What is required: Set down, exactly, every line from the top of the listing through the one holding "pub fn now(&self) -> u64".

Data for processing:

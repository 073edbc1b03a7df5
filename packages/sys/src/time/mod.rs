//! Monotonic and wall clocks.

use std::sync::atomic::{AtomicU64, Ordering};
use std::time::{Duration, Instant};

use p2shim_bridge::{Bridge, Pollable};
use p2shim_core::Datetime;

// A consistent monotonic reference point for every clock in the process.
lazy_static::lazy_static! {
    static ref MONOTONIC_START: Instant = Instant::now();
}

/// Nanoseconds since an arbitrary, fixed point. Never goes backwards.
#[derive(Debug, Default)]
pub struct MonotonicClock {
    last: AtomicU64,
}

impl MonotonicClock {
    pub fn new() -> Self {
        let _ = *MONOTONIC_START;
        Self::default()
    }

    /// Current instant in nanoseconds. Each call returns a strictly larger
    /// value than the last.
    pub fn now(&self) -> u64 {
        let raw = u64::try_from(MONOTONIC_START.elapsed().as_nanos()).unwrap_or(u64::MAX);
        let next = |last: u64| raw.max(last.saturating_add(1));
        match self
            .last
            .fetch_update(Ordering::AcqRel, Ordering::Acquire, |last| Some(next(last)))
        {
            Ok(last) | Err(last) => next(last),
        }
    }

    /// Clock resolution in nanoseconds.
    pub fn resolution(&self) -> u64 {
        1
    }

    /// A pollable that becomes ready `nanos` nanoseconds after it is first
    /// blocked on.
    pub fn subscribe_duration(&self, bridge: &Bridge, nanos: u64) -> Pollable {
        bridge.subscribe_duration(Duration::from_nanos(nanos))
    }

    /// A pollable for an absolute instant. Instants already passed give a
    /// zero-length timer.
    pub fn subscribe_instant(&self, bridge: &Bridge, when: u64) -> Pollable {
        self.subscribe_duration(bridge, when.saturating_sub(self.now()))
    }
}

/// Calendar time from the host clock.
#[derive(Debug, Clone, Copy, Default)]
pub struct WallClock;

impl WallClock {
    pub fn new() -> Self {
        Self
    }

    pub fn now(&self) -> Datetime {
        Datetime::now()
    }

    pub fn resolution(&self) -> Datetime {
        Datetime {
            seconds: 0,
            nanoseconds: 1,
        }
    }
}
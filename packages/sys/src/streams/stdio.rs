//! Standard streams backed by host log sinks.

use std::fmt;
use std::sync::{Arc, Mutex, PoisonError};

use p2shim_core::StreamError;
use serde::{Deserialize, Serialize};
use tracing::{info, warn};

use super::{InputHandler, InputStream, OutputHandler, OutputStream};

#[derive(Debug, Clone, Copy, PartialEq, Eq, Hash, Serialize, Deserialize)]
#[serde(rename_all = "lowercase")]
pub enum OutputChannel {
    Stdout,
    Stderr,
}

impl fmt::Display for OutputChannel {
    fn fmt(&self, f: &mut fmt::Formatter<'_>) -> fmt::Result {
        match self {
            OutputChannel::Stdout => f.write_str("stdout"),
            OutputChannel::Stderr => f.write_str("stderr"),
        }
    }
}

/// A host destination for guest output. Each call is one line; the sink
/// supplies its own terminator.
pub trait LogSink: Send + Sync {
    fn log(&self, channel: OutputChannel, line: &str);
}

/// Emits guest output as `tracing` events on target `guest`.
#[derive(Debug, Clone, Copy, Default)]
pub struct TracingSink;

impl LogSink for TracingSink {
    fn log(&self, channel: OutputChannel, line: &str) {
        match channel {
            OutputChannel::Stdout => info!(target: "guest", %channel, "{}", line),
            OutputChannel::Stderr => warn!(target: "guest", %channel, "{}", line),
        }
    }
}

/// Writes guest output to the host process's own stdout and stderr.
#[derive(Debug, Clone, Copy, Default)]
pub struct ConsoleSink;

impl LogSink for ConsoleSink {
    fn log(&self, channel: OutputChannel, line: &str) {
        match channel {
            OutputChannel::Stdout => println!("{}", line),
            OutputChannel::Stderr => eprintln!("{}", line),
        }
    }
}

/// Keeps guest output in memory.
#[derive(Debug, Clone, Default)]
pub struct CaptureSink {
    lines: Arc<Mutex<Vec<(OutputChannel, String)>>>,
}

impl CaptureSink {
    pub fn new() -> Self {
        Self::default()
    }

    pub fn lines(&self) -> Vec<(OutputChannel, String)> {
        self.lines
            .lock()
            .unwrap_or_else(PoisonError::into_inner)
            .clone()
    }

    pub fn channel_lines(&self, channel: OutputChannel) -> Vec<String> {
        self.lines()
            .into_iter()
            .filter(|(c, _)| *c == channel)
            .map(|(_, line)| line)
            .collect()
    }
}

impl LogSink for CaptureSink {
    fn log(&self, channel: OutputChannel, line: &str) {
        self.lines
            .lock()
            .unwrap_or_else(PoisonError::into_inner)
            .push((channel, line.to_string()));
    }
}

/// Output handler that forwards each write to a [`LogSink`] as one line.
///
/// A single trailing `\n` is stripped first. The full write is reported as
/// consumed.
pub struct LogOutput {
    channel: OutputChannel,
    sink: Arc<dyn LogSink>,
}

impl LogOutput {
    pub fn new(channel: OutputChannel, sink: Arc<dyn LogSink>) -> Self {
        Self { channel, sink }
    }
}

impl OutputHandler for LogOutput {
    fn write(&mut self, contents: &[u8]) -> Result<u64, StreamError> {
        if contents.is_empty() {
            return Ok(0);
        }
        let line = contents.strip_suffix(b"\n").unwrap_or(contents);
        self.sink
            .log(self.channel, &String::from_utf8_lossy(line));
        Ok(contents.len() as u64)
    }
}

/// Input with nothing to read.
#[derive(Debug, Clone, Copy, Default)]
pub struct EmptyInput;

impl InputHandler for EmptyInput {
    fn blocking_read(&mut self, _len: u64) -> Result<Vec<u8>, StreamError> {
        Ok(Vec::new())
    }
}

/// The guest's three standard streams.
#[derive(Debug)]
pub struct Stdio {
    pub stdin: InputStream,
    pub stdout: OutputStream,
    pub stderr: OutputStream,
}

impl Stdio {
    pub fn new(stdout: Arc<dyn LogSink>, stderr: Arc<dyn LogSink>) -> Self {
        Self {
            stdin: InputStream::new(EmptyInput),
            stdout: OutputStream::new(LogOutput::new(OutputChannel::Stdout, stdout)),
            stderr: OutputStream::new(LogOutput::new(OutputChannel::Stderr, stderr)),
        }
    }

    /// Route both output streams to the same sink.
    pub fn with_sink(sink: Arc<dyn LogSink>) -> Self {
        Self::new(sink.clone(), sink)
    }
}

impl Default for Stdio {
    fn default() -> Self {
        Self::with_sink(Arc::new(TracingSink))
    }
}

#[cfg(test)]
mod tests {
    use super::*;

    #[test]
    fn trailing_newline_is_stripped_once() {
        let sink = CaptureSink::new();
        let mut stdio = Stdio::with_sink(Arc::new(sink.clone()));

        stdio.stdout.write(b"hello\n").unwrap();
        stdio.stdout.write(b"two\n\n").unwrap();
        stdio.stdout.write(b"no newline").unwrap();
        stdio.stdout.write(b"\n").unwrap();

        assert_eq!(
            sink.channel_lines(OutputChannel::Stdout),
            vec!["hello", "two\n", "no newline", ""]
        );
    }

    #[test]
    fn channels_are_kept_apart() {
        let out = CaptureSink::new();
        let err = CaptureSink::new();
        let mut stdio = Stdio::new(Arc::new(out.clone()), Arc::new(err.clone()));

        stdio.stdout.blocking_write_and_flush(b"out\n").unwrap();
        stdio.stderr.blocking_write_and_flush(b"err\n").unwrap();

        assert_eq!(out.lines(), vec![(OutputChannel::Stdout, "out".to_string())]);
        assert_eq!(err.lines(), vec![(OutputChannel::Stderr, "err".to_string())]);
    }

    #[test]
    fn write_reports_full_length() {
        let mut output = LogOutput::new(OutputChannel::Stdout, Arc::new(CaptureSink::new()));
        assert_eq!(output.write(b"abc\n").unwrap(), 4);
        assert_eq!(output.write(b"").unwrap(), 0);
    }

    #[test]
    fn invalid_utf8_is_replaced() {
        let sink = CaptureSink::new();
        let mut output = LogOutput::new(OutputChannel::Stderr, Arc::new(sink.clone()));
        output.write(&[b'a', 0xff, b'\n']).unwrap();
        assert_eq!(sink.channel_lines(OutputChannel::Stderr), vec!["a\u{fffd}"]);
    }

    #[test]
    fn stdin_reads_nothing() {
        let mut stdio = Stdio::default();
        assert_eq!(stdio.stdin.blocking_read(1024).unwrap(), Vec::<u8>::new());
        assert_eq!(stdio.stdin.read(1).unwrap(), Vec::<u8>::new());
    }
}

Problem solution:
repository 073edbc1b03a7df5
filename packages/sys/src/time/mod.rs
//! Monotonic and wall clocks.

use std::sync::atomic::{AtomicU64, Ordering};
use std::time::{Duration, Instant};

use p2shim_bridge::{Bridge, Pollable};
use p2shim_core::Datetime;

// A consistent monotonic reference point for every clock in the process.
lazy_static::lazy_static! {
    static ref MONOTONIC_START: Instant = Instant::now();
}

/// Nanoseconds since an arbitrary, fixed point. Never goes backwards.
#[derive(Debug, Default)]
pub struct MonotonicClock {
    last: AtomicU64,
}

impl MonotonicClock {
    pub fn new() -> Self {
        let _ = *MONOTONIC_START;
        Self::default()
    }

    /// Current instant in nanoseconds. Each call returns a strictly larger
    /// value than the last.
    pub fn now(&self) -> u64 {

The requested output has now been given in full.